Rare Conservation    Yobo Member
April 2nd, 2012



Credit: Greg Grimes/Creative Commons

Rare is proud to announce its participation in a powerful coalition of governments, international organizations, civil society groups and private interests that are joining together under the banner of a Global Partnership for Oceans to confront widely documented problems of over-fishing, marine degradation and habitat loss.

In a keynote speech delivered at The Economist’s World Oceans Summit in Singapore on February 24, World Bank Group President Robert B. Zoellick said the Partnership would bring science, advocacy, the private sector and international public institutions together to advance mutually agreed goals for healthy and productive oceans.

“The world’s oceans are in danger,” says Zoellick.  “And the enormity of the challenge is bigger than one country or organization.  We need coordinated global action to restore our oceans to health.  Together we’ll build on the excellent work already being done to address the threats to oceans, identify workable solutions, and scale them up.”

All the organizations, countries and agencies supporting the Partnership, including Rare, are already involved in activities to protect the world’s oceans – which provide 15 percent of the animal protein consumed in the world, millions of jobs, and critical ecosystem services such as climate regulation and carbon storage. The key step is to mobilize around a set of shared goals. This focus will help coordinate activities and mobilize new financial support, working closely with countries, civil society and the private sector to reverse patterns of degradation and depletion.
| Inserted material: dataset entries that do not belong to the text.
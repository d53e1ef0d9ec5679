use error_stack::ResultExt;
use tracing::instrument;

use crate::domain::sheets::a1_notation::A1Notation;
use crate::ports::sheet_source::{SheetSource, SheetSourceError};

use super::{
    cells::IntoStringRows,
    spreadsheet_manager::{SpreadsheetManager, SpreadsheetManagerError},
};

pub trait SpreadsheetRead {
    /// Cell grid of `range`, one inner vector per row. Ranges without values
    /// read as an empty grid.
    fn read_range(
        &self,
        range: &str,
    ) -> impl std::future::Future<
        Output = error_stack::Result<Vec<Vec<String>>, SpreadsheetManagerError>,
    > + Send;
}

impl SpreadsheetRead for SpreadsheetManager {
    #[instrument(skip(self))]
    async fn read_range(
        &self,
        range: &str,
    ) -> error_stack::Result<Vec<Vec<String>>, SpreadsheetManagerError> {
        let response = self
            .hub()
            .await?
            .spreadsheets()
            .values_get(&self.config.spreadsheet_id, range)
            .doit()
            .await
            .change_context(SpreadsheetManagerError::FailedToFetchRange)
            .attach_printable_lazy(|| format!("Failed to fetch values for range {}", range))?;

        Ok(response.1.values.unwrap_or_default().into_string_rows())
    }
}

#[async_trait::async_trait]
impl SheetSource for SpreadsheetManager {
    async fn tab_names(&self) -> error_stack::Result<Vec<String>, SheetSourceError> {
        SpreadsheetManager::tab_names(self)
            .await
            .change_context(SheetSourceError::FailedToFetchMetadata)
    }

    async fn tab_rows(&self, tab: &str) -> error_stack::Result<Vec<Vec<String>>, SheetSourceError> {
        self.read_range(A1Notation::tab(tab).as_ref())
            .await
            .change_context_lazy(|| SheetSourceError::FailedToFetchTab(tab.to_string()))
    }
}
use std::sync::Arc;

use error_stack::ResultExt;
use futures::future::try_join_all;
use thiserror::Error;
use tracing::instrument;

use crate::domain::transactions::{
    entry::{tab_entries, SearchResults},
    filter::RowFilter,
};
use crate::ports::sheet_source::SheetSource;

#[derive(Error, Debug)]
pub enum TransactionServiceError {
    #[error("Failed to read transactions from the spreadsheet")]
    ReadFailed,
}

/// Aggregates the rows of every tab into one newest-first result list.
pub struct TransactionService {
    source: Arc<dyn SheetSource>,
}

impl std::fmt::Debug for TransactionService {
    fn fmt(&self, f: &mut std::fmt::Formatter<'_>) -> std::fmt::Result {
        f.debug_struct("TransactionService")
            .field("source", &"<SheetSource>")
            .finish()
    }
}

impl TransactionService {
    pub fn new(source: Arc<dyn SheetSource>) -> Self {
        Self { source }
    }

    #[instrument(skip(self))]
    pub async fn list_all(&self) -> error_stack::Result<SearchResults, TransactionServiceError> {
        self.collect(RowFilter::NonEmpty).await
    }

    #[instrument(skip(self))]
    pub async fn search(
        &self,
        keyword: &str,
    ) -> error_stack::Result<SearchResults, TransactionServiceError> {
        self.collect(RowFilter::keyword(keyword)).await
    }

    /// Fails as a whole if the metadata or any tab cannot be read.
    async fn collect(
        &self,
        filter: RowFilter,
    ) -> error_stack::Result<SearchResults, TransactionServiceError> {
        let tabs = self
            .source
            .tab_names()
            .await
            .change_context(TransactionServiceError::ReadFailed)?;
        tracing::info!("Spreadsheet tabs: {:?}", tabs);

        let fetches = tabs.iter().map(|tab| async move {
            self.source
                .tab_rows(tab)
                .await
                .map(|rows| (tab.as_str(), rows))
        });
        let tab_rows = try_join_all(fetches)
            .await
            .change_context(TransactionServiceError::ReadFailed)?;

        let entries = tab_rows
            .iter()
            .flat_map(|(tab, rows)| tab_entries(tab, rows, &filter))
            .collect::<Vec<_>>();
        tracing::debug!("Collected {} entries from {} tabs", entries.len(), tabs.len());

        Ok(SearchResults::newest_first(entries))
    }
}
use std::sync::Arc;

use crate::application::{auth::AuthService, transactions::TransactionService};

#[derive(Clone, Debug)]
pub struct AppState {
    pub transactions: Arc<TransactionService>,
    pub auth: Arc<AuthService>,
    /// Echoed on the landing page.
    pub spreadsheet_id: Arc<str>,
}
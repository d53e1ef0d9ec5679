use std::str::FromStr;
use std::sync::Arc;

use opentelemetry::KeyValue;
use opentelemetry_otlp::WithExportConfig;
use opentelemetry_sdk::trace as sdktrace;
use opentelemetry_sdk::Resource;
use sheets_gateway::adapters::config::app_config::AppConfig;
use sheets_gateway::adapters::config::telemetry_config::TelemetryConfig;
use sheets_gateway::adapters::http::{router::build_router, state::AppState};
use sheets_gateway::adapters::sheets::spreadsheet_manager::SpreadsheetManager;
use sheets_gateway::application::{auth::AuthService, transactions::TransactionService};
use sheets_gateway::prettyprint::prettyprint::PrettyFormatter;
use tracing::{error, info};
use tracing_opentelemetry::OpenTelemetryLayer;
use tracing_subscriber::{layer::SubscriberExt, util::SubscriberInitExt, Registry};

const SERVICE_NAME: &str = "sheets_gateway";

#[tokio::main]
async fn main() -> Result<(), Box<dyn std::error::Error>> {
    let config = AppConfig::load().map_err(|report| format!("{report:?}"))?;

    setup_tracing(&config.telemetry)?;
    setup_panic_hook();

    info!("Starting sheets-gateway");
    tracing::debug!("Configuration: {:?}", config);

    let auth = AuthService::new(&config.auth)?;
    let spreadsheet_id: Arc<str> = Arc::from(config.sheets.spreadsheet_id.as_ref());
    let sheets = Arc::new(SpreadsheetManager::new(config.sheets));

    let state = AppState {
        transactions: Arc::new(TransactionService::new(sheets)),
        auth: Arc::new(auth),
        spreadsheet_id,
    };

    let addr = config.server.socket_addr();
    let listener = tokio::net::TcpListener::bind(addr).await?;
    info!("Listening on http://{}", addr);

    let served = axum::serve(listener, build_router(state))
        .with_graceful_shutdown(shutdown_signal())
        .await;

    opentelemetry::global::shutdown_tracer_provider();

    match served {
        Ok(()) => {
            info!("Server stopped");
            Ok(())
        }
        Err(e) => {
            error!("Server failed: {:?}", e);
            Err(e.into())
        }
    }
}

async fn shutdown_signal() {
    if let Err(e) = tokio::signal::ctrl_c().await {
        error!("Failed to listen for shutdown signal: {}", e);
        std::future::pending::<()>().await;
    }
    info!("Shutdown signal received");
}

fn setup_tracing(config: &TelemetryConfig) -> Result<(), Box<dyn std::error::Error>> {
    let level = tracing::Level::from_str(&config.level)?;

    let stderr_layer = tracing_subscriber::fmt::layer()
        .event_format(PrettyFormatter::new(true))
        .with_writer(std::io::stderr);

    let log_file_layer = tracing_subscriber::fmt::layer()
        .event_format(PrettyFormatter::new(false))
        .with_writer(std::fs::File::create(config.log_file.as_ref())?)
        .with_ansi(false);

    let otel_layer = match &config.otlp_endpoint {
        Some(endpoint) => {
            let exporter = opentelemetry_otlp::new_exporter()
                .tonic()
                .with_endpoint(endpoint.clone());

            let tracer = opentelemetry_otlp::new_pipeline()
                .tracing()
                .with_exporter(exporter)
                .with_trace_config(sdktrace::config().with_resource(Resource::new(vec![
                    KeyValue::new("service.name", SERVICE_NAME),
                ])))
                .install_batch(opentelemetry_sdk::runtime::Tokio)?;

            Some(OpenTelemetryLayer::new(tracer))
        }
        None => None,
    };

    Registry::default()
        .with(
            tracing_subscriber::filter::Targets::new()
                .with_target(SERVICE_NAME, level)
                .with_target("tower_http", level),
        )
        .with(otel_layer)
        .with(log_file_layer)
        .with(stderr_layer)
        .init();

    Ok(())
}

fn setup_panic_hook() {
    tracing::trace!("Setting panic hook");
    std::panic::set_hook(Box::new(|info| {
        tracing::error!("panic: {info}");
        opentelemetry::global::shutdown_tracer_provider();
    }));
}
“There are many viable solutions to much of what plagues the world’s oceans, “ says Rare CEO and President Brett Jenks. “The World Bank’s leadership of this new, global partnership creates a great opportunity to catalogue what’s working and promote customized replication all over the world.”

Further discussions will help define the new partnership’s specific agenda. These discussions will address improved governance systems around fishing, more marine protected areas, intensified efforts to attack the sources of ocean pollution and degradation as well as improved coastal management for resilience to weather and climate-related threats.